Problem details
Output all the records below, word for word.

Saved data entries
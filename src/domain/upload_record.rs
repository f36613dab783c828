use chrono::{DateTime, Utc};
use serde::{Deserialize, Serialize};

use crate::domain::analysis::{CategoryCounts, PreviewRow, TabularStats};

pub const DATE_FORMAT: &str = "%Y-%m-%d %H:%M";

/// Persisted result of one analyzed upload.
///
/// Rows are written once, with their stats, and never updated afterwards.
#[derive(Debug, Serialize, Deserialize, Clone, PartialEq)]
#[serde(rename_all = "camelCase")]
pub struct UploadRecord {
    pub id: i64,
    pub source_file: String,
    pub original_name: Option<String>,
    pub uploaded_by: Option<String>,
    pub created_at: DateTime<Utc>,
    pub total_count: i64,
    pub average_temperature: f64,
    pub average_pressure: f64,
    pub average_flowrate: f64,
}

impl UploadRecord {
    pub fn formatted_date(&self) -> String {
        self.created_at.format(DATE_FORMAT).to_string()
    }

    pub fn summary(&self) -> UploadSummary {
        UploadSummary {
            id: self.id,
            date: self.formatted_date(),
            total_count: self.total_count,
            average_temperature: self.average_temperature,
            average_pressure: self.average_pressure,
        }
    }
}

/// Insert payload; the store assigns `id` and `created_at`.
#[derive(Debug, Clone)]
pub struct NewUploadRecord {
    pub source_file: String,
    pub original_name: Option<String>,
    pub uploaded_by: Option<String>,
    pub total_count: i64,
    pub average_temperature: f64,
    pub average_pressure: f64,
    pub average_flowrate: f64,
}

impl NewUploadRecord {
    pub fn from_stats(
        source_file: String,
        original_name: Option<String>,
        uploaded_by: Option<String>,
        stats: &TabularStats,
    ) -> Self {
        Self {
            source_file,
            original_name,
            uploaded_by,
            total_count: stats.row_count as i64,
            average_temperature: stats.averages.temperature,
            average_pressure: stats.averages.pressure,
            average_flowrate: stats.averages.flowrate,
        }
    }
}

/// One history entry as returned by `GET /analyze`.
#[derive(Debug, Serialize, Deserialize, Clone, PartialEq)]
#[serde(rename_all = "camelCase")]
pub struct UploadSummary {
    pub id: i64,
    pub date: String,
    pub total_count: i64,
    pub average_temperature: f64,
    pub average_pressure: f64,
}

/// Body of a successful `POST /analyze`.
#[derive(Debug, Serialize, Deserialize, Clone, PartialEq)]
#[serde(rename_all = "camelCase")]
pub struct AnalyzeResponse {
    pub id: i64,
    pub total_equipment_count: i64,
    pub average_temperature: f64,
    pub average_pressure: f64,
    pub average_flowrate: f64,
    pub type_counts: CategoryCounts,
    pub preview: Vec<PreviewRow>,
}

impl AnalyzeResponse {
    pub fn new(record: &UploadRecord, stats: TabularStats) -> Self {
        Self {
            id: record.id,
            total_equipment_count: record.total_count,
            average_temperature: record.average_temperature,
            average_pressure: record.average_pressure,
            average_flowrate: record.average_flowrate,
            type_counts: stats.category_counts,
            preview: stats.preview_rows,
        }
    }
}
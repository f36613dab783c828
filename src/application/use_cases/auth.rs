use argon2::{
    password_hash::{rand_core::OsRng, PasswordHash, PasswordHasher, PasswordVerifier, SaltString},
    Argon2,
};
use once_cell::sync::Lazy;
use regex::Regex;
use std::sync::Arc;
use tracing::{info, warn};
use validator::Validate;

use crate::domain::error::{AppError, Result};
use crate::domain::user::{AuthToken, Credentials, User};
use crate::infrastructure::db::users::UserRepository;

static USERNAME_PATTERN: Lazy<Regex> = Lazy::new(|| Regex::new(r"^[\w.@+-]+$").unwrap());

const INVALID_CREDENTIALS: &str = "Invalid Credentials";

pub struct AuthUseCase {
    repository: Arc<UserRepository>,
}

impl AuthUseCase {
    pub fn new(repository: Arc<UserRepository>) -> Self {
        Self { repository }
    }

    pub async fn register(&self, credentials: Credentials) -> Result<AuthToken> {
        let credentials = normalize(credentials);
        credentials.validate()?;
        if !USERNAME_PATTERN.is_match(&credentials.username) {
            return Err(AppError::field(
                "username",
                "Enter a valid username. This value may contain only letters, numbers, and @/./+/-/_ characters.",
            ));
        }

        let password = credentials.password.clone();
        let password_hash = off_worker(move || hash_password(&password)).await?;
        let user = self
            .repository
            .insert_user(&credentials.username, &password_hash)
            .await?;
        info!(username = %user.username, "Registered user");

        self.issue(user).await
    }

    pub async fn login(&self, credentials: Credentials) -> Result<AuthToken> {
        let credentials = normalize(credentials);
        if credentials.username.is_empty() || credentials.password.is_empty() {
            return Err(AppError::AuthError(INVALID_CREDENTIALS.to_string()));
        }

        let user = match self.repository.find_by_username(&credentials.username).await? {
            Some(user) => user,
            None => {
                warn!(username = %credentials.username, "Login for unknown user");
                return Err(AppError::AuthError(INVALID_CREDENTIALS.to_string()));
            }
        };

        let password = credentials.password.clone();
        let stored_hash = user.password_hash.clone();
        if !off_worker(move || verify_password(&password, &stored_hash)).await? {
            warn!(username = %user.username, "Login with wrong password");
            return Err(AppError::AuthError(INVALID_CREDENTIALS.to_string()));
        }

        self.issue(user).await
    }

    /// Resolves a token to its user, `Unauthorized` when unknown.
    pub async fn authenticate(&self, token: &str) -> Result<User> {
        let token = token.trim();
        if token.is_empty() {
            return Err(AppError::Unauthorized(
                "Authentication credentials were not provided.".to_string(),
            ));
        }
        self.repository
            .find_by_token(token)
            .await?
            .ok_or_else(|| AppError::Unauthorized("Invalid token.".to_string()))
    }

    async fn issue(&self, user: User) -> Result<AuthToken> {
        let token = self.repository.get_or_create_token(user.id).await?;
        Ok(AuthToken {
            token,
            username: user.username,
        })
    }
}

fn normalize(credentials: Credentials) -> Credentials {
    Credentials {
        username: credentials.username.trim().to_string(),
        password: credentials.password,
    }
}

/// Runs CPU-bound password work on the blocking pool.
async fn off_worker<T, F>(work: F) -> Result<T>
where
    F: FnOnce() -> Result<T> + Send + 'static,
    T: Send + 'static,
{
    tokio::task::spawn_blocking(work)
        .await
        .map_err(|e| AppError::Internal(format!("Password task failed: {e}")))?
}

fn hash_password(password: &str) -> Result<String> {
    let salt = SaltString::generate(&mut OsRng);
    Argon2::default()
        .hash_password(password.as_bytes(), &salt)
        .map(|hash| hash.to_string())
        .map_err(|e| AppError::Internal(format!("Password hashing failed: {e}")))
}

fn verify_password(password: &str, hash: &str) -> Result<bool> {
    let parsed_hash = PasswordHash::new(hash)
        .map_err(|e| AppError::Internal(format!("Invalid password hash format: {e}")))?;

    // Mismatch is a normal outcome, not an error
    Ok(Argon2::default()
        .verify_password(password.as_bytes(), &parsed_hash)
        .is_ok())
}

Answer for this exercise
filename src/domain/upload_record.rs
repository f36613dab783c828
use chrono::{DateTime, Utc};
use serde::{Deserialize, Serialize};

use crate::domain::analysis::{CategoryCounts, PreviewRow, TabularStats};

pub const DATE_FORMAT: &str = "%Y-%m-%d %H:%M";

/// Persisted result of one analyzed upload.
///
/// Rows are written once, with their stats, and never updated afterwards.
#[derive(Debug, Serialize, Deserialize, Clone, PartialEq)]
#[serde(rename_all = "camelCase")]
pub struct UploadRecord {
    pub id: i64,
    pub source_file: String,
    pub original_name: Option<String>,
    pub uploaded_by: Option<String>,
    pub created_at: DateTime<Utc>,
    pub total_count: i64,
    pub average_temperature: f64,
    pub average_pressure: f64,
    pub average_flowrate: f64,
}

impl UploadRecord {
    pub fn formatted_date(&self) -> String {
        self.created_at.format(DATE_FORMAT).to_string()
    }

    pub fn summary(&self) -> UploadSummary {
        UploadSummary {
            id: self.id,
            date: self.formatted_date(),
            total_count: self.total_count,
            average_temperature: self.average_temperature,
            average_pressure: self.average_pressure,
        }
    }
}

/// Insert payload; the store assigns `id` and `created_at`.
#[derive(Debug, Clone)]
pub struct NewUploadRecord {
    pub source_file: String,
    pub original_name: Option<String>,
    pub uploaded_by: Option<String>,
    pub total_count: i64,
    pub average_temperature: f64,
    pub average_pressure: f64,
    pub average_flowrate: f64,
}

impl NewUploadRecord {
    pub fn from_stats(
        source_file: String,
        original_name: Option<String>,
        uploaded_by: Option<String>,
        stats: &TabularStats,
    ) -> Self {
        Self {
            source_file,
            original_name,
            uploaded_by,
            total_count: stats.row_count as i64,
            average_temperature: stats.averages.temperature,
            average_pressure: stats.averages.pressure,
            average_flowrate: stats.averages.flowrate,
        }
    }
}

/// One history entry as returned by `GET /analyze`.
#[derive(Debug, Serialize, Deserialize, Clone, PartialEq)]
#[serde(rename_all = "camelCase")]
pub struct UploadSummary {
    pub id: i64,
    pub date: String,
    pub total_count: i64,
    pub average_temperature: f64,
    pub average_pressure: f64,
}

/// Body of a successful `POST /analyze`.
#[derive(Debug, Serialize, Deserialize, Clone, PartialEq)]
#[serde(rename_all = "camelCase")]
pub struct AnalyzeResponse {
    pub id: i64,
    pub total_equipment_count: i64,
    pub average_temperature: f64,
    pub average_pressure: f64,
    pub average_flowrate: f64,
    pub type_counts: CategoryCounts,
    pub preview: Vec<PreviewRow>,
}

impl AnalyzeResponse {
    pub fn new(record: &UploadRecord, stats: TabularStats) -> Self {
        Self {
            id: record.id,
            total_equipment_count: record.total_count,
            average_temperature: record.average_temperature,
            average_pressure: record.average_pressure,
            average_flowrate: record.average_flowrate,
            type_counts: stats.category_counts,
            preview: stats.preview_rows,
        }
    }
}
repository f36613dab783c828
filename src/application/use_cases/auth.rs
use argon2::{
    password_hash::{rand_core::OsRng, PasswordHash, PasswordHasher, PasswordVerifier, SaltString},
    Argon2,
};
use once_cell::sync::Lazy;
use regex::Regex;
use std::sync::Arc;
use tracing::{info, warn};
use validator::Validate;

use crate::domain::error::{AppError, Result};
use crate::domain::user::{AuthToken, Credentials, User};
use crate::infrastructure::db::users::UserRepository;

static USERNAME_PATTERN: Lazy<Regex> = Lazy::new(|| Regex::new(r"^[\w.@+-]+$").unwrap());

const INVALID_CREDENTIALS: &str = "Invalid Credentials";

pub struct AuthUseCase {
    repository: Arc<UserRepository>,
}

impl AuthUseCase {
    pub fn new(repository: Arc<UserRepository>) -> Self {
        Self { repository }
    }

    pub async fn register(&self, credentials: Credentials) -> Result<AuthToken> {
        let credentials = normalize(credentials);
        credentials.validate()?;
        if !USERNAME_PATTERN.is_match(&credentials.username) {
            return Err(AppError::field(
                "username",
                "Enter a valid username. This value may contain only letters, numbers, and @/./+/-/_ characters.",
            ));
        }

        let password = credentials.password.clone();
        let password_hash = off_worker(move || hash_password(&password)).await?;
        let user = self
            .repository
            .insert_user(&credentials.username, &password_hash)
            .await?;
        info!(username = %user.username, "Registered user");

        self.issue(user).await
    }

    pub async fn login(&self, credentials: Credentials) -> Result<AuthToken> {
        let credentials = normalize(credentials);
        if credentials.username.is_empty() || credentials.password.is_empty() {
            return Err(AppError::AuthError(INVALID_CREDENTIALS.to_string()));
        }

        let user = match self.repository.find_by_username(&credentials.username).await? {
            Some(user) => user,
            None => {
                warn!(username = %credentials.username, "Login for unknown user");
                return Err(AppError::AuthError(INVALID_CREDENTIALS.to_string()));
            }
        };

        let password = credentials.password.clone();
        let stored_hash = user.password_hash.clone();
        if !off_worker(move || verify_password(&password, &stored_hash)).await? {
            warn!(username = %user.username, "Login with wrong password");
            return Err(AppError::AuthError(INVALID_CREDENTIALS.to_string()));
        }

        self.issue(user).await
    }

    /// Resolves a token to its user, `Unauthorized` when unknown.
    pub async fn authenticate(&self, token: &str) -> Result<User> {
        let token = token.trim();
        if token.is_empty() {
            return Err(AppError::Unauthorized(
                "Authentication credentials were not provided.".to_string(),
            ));
        }
        self.repository
            .find_by_token(token)
            .await?
            .ok_or_else(|| AppError::Unauthorized("Invalid token.".to_string()))
    }

    async fn issue(&self, user: User) -> Result<AuthToken> {
        let token = self.repository.get_or_create_token(user.id).await?;
        Ok(AuthToken {
            token,
            username: user.username,
        })
    }
}

fn normalize(credentials: Credentials) -> Credentials {
    Credentials {
        username: credentials.username.trim().to_string(),
        password: credentials.password,
    }
}

/// Runs CPU-bound password work on the blocking pool.
async fn off_worker<T, F>(work: F) -> Result<T>
where
    F: FnOnce() -> Result<T> + Send + 'static,
    T: Send + 'static,
{
    tokio::task::spawn_blocking(work)
        .await
        .map_err(|e| AppError::Internal(format!("Password task failed: {e}")))?
}

fn hash_password(password: &str) -> Result<String> {
    let salt = SaltString::generate(&mut OsRng);
    Argon2::default()
        .hash_password(password.as_bytes(), &salt)
        .map(|hash| hash.to_string())
        .map_err(|e| AppError::Internal(format!("Password hashing failed: {e}")))
}

fn verify_password(password: &str, hash: &str) -> Result<bool> {
    let parsed_hash = PasswordHash::new(hash)
        .map_err(|e| AppError::Internal(format!("Invalid password hash format: {e}")))?;

    // Mismatch is a normal outcome, not an error
    Ok(Argon2::default()
        .verify_password(password.as_bytes(), &parsed_hash)
        .is_ok())
}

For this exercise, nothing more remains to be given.